Corrected an error in the OCCISCO variable for Kenya 1989. Persons in the labor force were incorrectly coded to "Not Applicable".

June 2004:

Added preliminary samples for Brazil 1960, 1970, 1980, 1991 and 2000. Some constructed variables, such as the spouse and parental locators, are not yet included in the Brazil samples.

January 2004:

Introduced new version of the Colombia samples that allow the identification of municipalities and municipality groupings with at least 20,000 population in 1993.

December 2003:

Corrected an error in the relationship-to-head codes in Mexico 1970. The census asked for relationship to head of family, not head of household. In the previous version of the data, we erroneously interpreted these families/subfamilies in multi-family households as if they were separate households in multi-household dwellings. Only households with subfamilies were affected by the error.

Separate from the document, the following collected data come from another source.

/// Application configuration
///
/// Stored as JSON in the user's config directory:
/// - Linux: ~/.config/photo-swipe/config.json
/// - macOS: ~/Library/Application Support/photo-swipe/config.json
/// - Windows: %APPDATA%\photo-swipe\config.json
use serde::{Deserialize, Serialize};
use std::fs;
use std::path::{Path, PathBuf};

use crate::error::ConfigError;
use crate::media::cache::TierSizes;

/// Overrides `library_root` when set
pub const LIBRARY_ENV: &str = "PHOTO_SWIPE_LIBRARY";

#[derive(Serialize, Deserialize, Debug, Clone, PartialEq)]
#[serde(default)]
pub struct Config {
    /// Folder treated as the photo library
    pub library_root: Option<PathBuf>,
    /// Triage database; defaults to `.photo-swipe/triage.db` inside the library
    pub database_path: Option<PathBuf>,
    /// Bounding box for thumbnails (width, height)
    pub thumbnail_size: (u32, u32),
    /// Bounding box for full-size display (width, height)
    pub full_size: (u32, u32),
    /// Completed decoded images kept in memory
    pub cache_capacity: usize,
    /// How many photos after the current one to prefetch
    pub prefetch_ahead: usize,
    /// tracing filter used when RUST_LOG is not set
    pub log_filter: String,
}

impl Default for Config {
    fn default() -> Self {
        let sizes = TierSizes::default();
        Self {
            library_root: None,
            database_path: None,
            thumbnail_size: sizes.thumbnail,
            full_size: sizes.full,
            cache_capacity: 64,
            prefetch_ahead: 1,
            log_filter: "photo_swipe=info".to_string(),
        }
    }
}

impl Config {
    pub fn default_path() -> Result<PathBuf, ConfigError> {
        let mut path = dirs::config_dir().ok_or(ConfigError::NoConfigDir)?;
        path.push("photo-swipe");
        path.push("config.json");
        Ok(path)
    }

    /// Load from the default location, then apply environment overrides.
    pub fn load() -> Result<Self, ConfigError> {
        let mut config = Self::load_from(&Self::default_path()?)?;
        if let Some(root) = std::env::var_os(LIBRARY_ENV) {
            config.library_root = Some(PathBuf::from(root));
        }
        Ok(config)
    }

    /// A missing file yields the defaults.
    pub fn load_from(path: &Path) -> Result<Self, ConfigError> {
        let json = match fs::read_to_string(path) {
            Ok(json) => json,
            Err(e) if e.kind() == std::io::ErrorKind::NotFound => return Ok(Self::default()),
            Err(source) => {
                return Err(ConfigError::Io {
                    path: path.to_path_buf(),
                    source,
                })
            }
        };
        Self::from_json(&json).map_err(|source| ConfigError::Parse {
            path: path.to_path_buf(),
            source,
        })
    }

    pub fn save(&self) -> Result<(), ConfigError> {
        self.save_to(&Self::default_path()?)
    }

    pub fn save_to(&self, path: &Path) -> Result<(), ConfigError> {
        let io_err = |source| ConfigError::Io {
            path: path.to_path_buf(),
            source,
        };
        if let Some(parent) = path.parent() {
            fs::create_dir_all(parent).map_err(io_err)?;
        }
        let json = serde_json::to_string_pretty(self).map_err(|source| ConfigError::Parse {
            path: path.to_path_buf(),
            source,
        })?;
        fs::write(path, json).map_err(io_err)
    }

    pub fn from_json(json: &str) -> Result<Self, serde_json::Error> {
        serde_json::from_str(json)
    }

    pub fn tier_sizes(&self) -> TierSizes {
        TierSizes {
            thumbnail: self.thumbnail_size,
            full: self.full_size,
        }
    }

    /// Where the triage state for the library at `root` lives.
    pub fn database_path_for(&self, root: &Path) -> PathBuf {
        self.database_path
            .clone()
            .unwrap_or_else(|| root.join(".photo-swipe").join("triage.db"))
    }
}
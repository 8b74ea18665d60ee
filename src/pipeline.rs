//! The extraction pipeline.
//!
//! Runs the layout-analysis stages in their fixed order over one document.
//! Every stage fully completes before the next begins; the pipeline is
//! single-threaded and deterministic per document.

use log::info;

use crate::config::Config;
use crate::error::Result;
use crate::layout::{PageSegmenter, ReadingOrderDetector, TextBlockDetector, TextLineDetector};
use crate::ml::SemanticRoleClassifier;
use crate::model::Document;
use crate::statistics::StatisticsCalculator;
use crate::text::dehyphenation::Dehyphenator;
use crate::text::diacritics::DiacriticMerger;
use crate::text::sub_superscripts::SubSuperscriptDetector;
use crate::text::words::WordFormer;

/// Orchestrates the pipeline stages over a document.
pub struct Pipeline<'a> {
    config: &'a Config,
    detect_sub_superscripts: bool,
    dehyphenate_words: bool,
}

impl<'a> Pipeline<'a> {
    /// Create a pipeline with all optional stages enabled.
    pub fn new(config: &'a Config) -> Self {
        Self {
            config,
            detect_sub_superscripts: true,
            dehyphenate_words: true,
        }
    }

    /// Enable or disable sub/superscript detection.
    pub fn with_sub_superscripts_detection(mut self, enable: bool) -> Self {
        self.detect_sub_superscripts = enable;
        self
    }

    /// Enable or disable word dehyphenation.
    pub fn with_words_dehyphenation(mut self, enable: bool) -> Self {
        self.dehyphenate_words = enable;
        self
    }

    /// Run the pipeline without semantic-role classification; every block
    /// keeps the default role.
    pub fn run(&self, doc: &mut Document) -> Result<()> {
        let mut classifier = SemanticRoleClassifier::disabled(self.config);
        self.run_with_classifier(doc, &mut classifier)
    }

    /// Run the pipeline, classifying block roles with the given
    /// classifier.
    pub fn run_with_classifier(
        &self,
        doc: &mut Document,
        classifier: &mut SemanticRoleClassifier<'_>,
    ) -> Result<()> {
        info!("merging diacritic marks");
        DiacriticMerger::new(self.config).merge(doc);

        info!("computing character statistics");
        let statistics = StatisticsCalculator::new(self.config);
        statistics.compute_character_statistics(doc);

        info!("forming words");
        WordFormer::new(self.config).process(doc);

        info!("computing word statistics");
        statistics.compute_word_statistics(doc);

        info!("segmenting pages");
        PageSegmenter::new(self.config).process(doc);

        info!("detecting text lines");
        TextLineDetector::new(self.config).process(doc);

        if self.detect_sub_superscripts {
            info!("detecting sub- and superscripts");
            SubSuperscriptDetector::new(self.config).process(doc);
        }

        info!("computing text line statistics");
        statistics.compute_line_statistics(doc);

        info!("detecting text blocks");
        TextBlockDetector::new(self.config).process(doc);

        info!("classifying semantic roles");
        classifier.classify(doc)?;

        info!("detecting reading order");
        ReadingOrderDetector::new(self.config).process(doc);

        if self.dehyphenate_words {
            info!("dehyphenating words");
            Dehyphenator::new().process(doc);
        }

        Ok(())
    }
}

In the current data, subfamily members in multi-family households are coded "unknown" for relationship to household head, but a separate variable (SUBFREL) retains their relationship to their family head.

October 2003:

Replaced all French samples with versions containing persons organized in households. The previous versions were individual-level samples that did not group co-resident persons.

October 2003:

Corrected an error in urban-rural status for 1970 Mexico. The values for urban and rural had been reversed.

July 2003:

Added numerous variables on birthplace, migration, and disability, among others.

Added 2000 United States sample.

April 2003:

Added preliminary versions of the constructed household and family interrelationship variables, including pointers to mother, father and spouse.

Added the variable "number of children surviving."

Substituted a cleaner version of the Kenya 1999 sample.

March 2003:

Added China 1982 sample in addition to a number of new variables.

August 2002:

A problem with person weights in the Vietnam 1989 sample was corrected. The previous weights were erroneous.